Familial Mediterranean fever (FMF) is an autoinflammatory disease characterized by recurrent febrile attacks and serositis. The diagnosis of FMF has been based on clinical criteria, including frequent symptoms and good response to the treatment with colchicine. Some patients with FMF show skin or muscle manifestations, which may be confused with other cutaneous or muscle disorders. Here we report a female in her 40s with periodic fever, migratory myalgia, dermatomyositis-like dermatitis, arthralgia, pharyngalgia, and lymphadenopathy. The initial clinical differential diagnosis included dermatomyositis, malignant lymphoma, and adult-onset Still's disease. However, the following examinations could not explain her pathological condition with such diseases.
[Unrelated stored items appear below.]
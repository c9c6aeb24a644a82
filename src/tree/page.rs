//! Page arithmetic and the per-node page cursors of an interactive view.

use serde::{Deserialize, Serialize};
use std::collections::{BTreeMap, BTreeSet};

/// The default number of items per page at every level.
pub const DEFAULT_PAGE_SIZE: usize = 10;

/// Page sizes for the three levels, configured independently.
#[derive(Debug, Clone, Copy, Eq, PartialEq, Serialize, Deserialize)]
#[serde(default)]
pub struct PageSizes {
    pub mothers: usize,
    pub children: usize,
    pub grandchildren: usize,
}

impl Default for PageSizes {
    fn default() -> Self {
        Self {
            mothers: DEFAULT_PAGE_SIZE,
            children: DEFAULT_PAGE_SIZE,
            grandchildren: DEFAULT_PAGE_SIZE,
        }
    }
}

/// Returns the 1-based page `page` of `items`. Page 0 and pages past the end are empty; a size of
/// 0 is treated as 1.
pub fn page<T>(items: &[T], page: usize, size: usize) -> &[T] {
    let size = size.max(1);
    if page == 0 {
        return &[];
    }
    let start = (page - 1).saturating_mul(size);
    if start >= items.len() {
        return &[];
    }
    let end = start.saturating_add(size).min(items.len());
    &items[start..end]
}

/// The number of pages needed for `len` items. Zero items need zero pages.
pub fn total_pages(len: usize, size: usize) -> usize {
    len.div_ceil(size.max(1))
}

/// One page of items plus the figures needed to render page controls.
#[derive(Debug, Clone, Eq, PartialEq, Serialize)]
#[serde(rename_all = "camelCase")]
pub struct Page<T> {
    pub items: Vec<T>,
    pub page: usize,
    pub page_size: usize,
    pub total_items: usize,
    pub total_pages: usize,
}

impl<T: Clone> Page<T> {
    pub fn new(all: &[T], page_number: usize, size: usize) -> Self {
        Self {
            items: page(all, page_number, size).to_vec(),
            page: page_number,
            page_size: size.max(1),
            total_items: all.len(),
            total_pages: total_pages(all.len(), size),
        }
    }
}

/// Expansion state and page cursors for the mother list, each expanded mother and each expanded
/// child. Cursors that were never set read as page 1.
#[derive(Debug, Clone, Eq, PartialEq)]
pub struct Paginator {
    sizes: PageSizes,
    mother_page: usize,
    expanded_mothers: BTreeSet<String>,
    /// Expanded child id -> its mother id.
    expanded_children: BTreeMap<String, String>,
    child_pages: BTreeMap<String, usize>,
    grandchild_pages: BTreeMap<String, usize>,
}

impl Default for Paginator {
    fn default() -> Self {
        Self::new(PageSizes::default())
    }
}

impl Paginator {
    pub fn new(sizes: PageSizes) -> Self {
        Self {
            sizes,
            mother_page: 1,
            expanded_mothers: BTreeSet::new(),
            expanded_children: BTreeMap::new(),
            child_pages: BTreeMap::new(),
            grandchild_pages: BTreeMap::new(),
        }
    }

    pub fn sizes(&self) -> PageSizes {
        self.sizes
    }

    pub fn mother_page(&self) -> usize {
        self.mother_page
    }

    pub fn set_mother_page(&mut self, page: usize) {
        self.mother_page = page;
    }

    pub fn is_mother_expanded(&self, mother: &str) -> bool {
        self.expanded_mothers.contains(mother)
    }

    pub fn is_child_expanded(&self, child: &str) -> bool {
        self.expanded_children.contains_key(child)
    }

    /// Expands a mother and starts its children at page 1.
    pub fn expand_mother(&mut self, mother: &str) {
        self.expanded_mothers.insert(mother.to_string());
        self.child_pages.insert(mother.to_string(), 1);
    }

    /// Collapses a mother. Its children become hidden, so their expansion and cursors go too.
    pub fn collapse_mother(&mut self, mother: &str) {
        self.expanded_mothers.remove(mother);
        self.child_pages.remove(mother);
        let hidden: Vec<String> = self
            .expanded_children
            .iter()
            .filter(|(_, m)| m.as_str() == mother)
            .map(|(c, _)| c.clone())
            .collect();
        for child in hidden {
            self.collapse_child(&child);
        }
    }

    pub fn toggle_mother(&mut self, mother: &str) {
        if self.is_mother_expanded(mother) {
            self.collapse_mother(mother);
        } else {
            self.expand_mother(mother);
        }
    }

    /// Expands a child of `mother` and starts its grandchildren at page 1.
    pub fn expand_child(&mut self, mother: &str, child: &str) {
        self.expanded_children
            .insert(child.to_string(), mother.to_string());
        self.grandchild_pages.insert(child.to_string(), 1);
    }

    pub fn collapse_child(&mut self, child: &str) {
        self.expanded_children.remove(child);
        self.grandchild_pages.remove(child);
    }

    pub fn toggle_child(&mut self, mother: &str, child: &str) {
        if self.is_child_expanded(child) {
            self.collapse_child(child);
        } else {
            self.expand_child(mother, child);
        }
    }

    pub fn children_page(&self, mother: &str) -> usize {
        self.child_pages.get(mother).copied().unwrap_or(1)
    }

    pub fn set_children_page(&mut self, mother: &str, page: usize) {
        self.child_pages.insert(mother.to_string(), page);
    }

    pub fn grandchildren_page(&self, child: &str) -> usize {
        self.grandchild_pages.get(child).copied().unwrap_or(1)
    }

    pub fn set_grandchildren_page(&mut self, child: &str, page: usize) {
        self.grandchild_pages.insert(child.to_string(), page);
    }

    /// Returns every cursor to page 1. Expansions are kept.
    pub fn reset(&mut self) {
        self.mother_page = 1;
        self.child_pages.clear();
        self.grandchild_pages.clear();
    }
}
In particular, findings from muscle and fascial biopsy demonstrated severe inflammatory cell infiltrate in the fascia, suggesting fasciitis as a possible cause of migratory myalgia. We examined the possibility of autoinflammatory diseases by genetic testing. Accordingly, she was found to have novel compound heterozygous mutations (L110P, E148Q, and P369S) in the MEFV gene. Given her genetic mutations and favorable response to colchicine, she was finally diagnosed as a variant of FMF with myalgia and previously unprecedented skin eruptions.

CONFLICT OF INTEREST

None declared.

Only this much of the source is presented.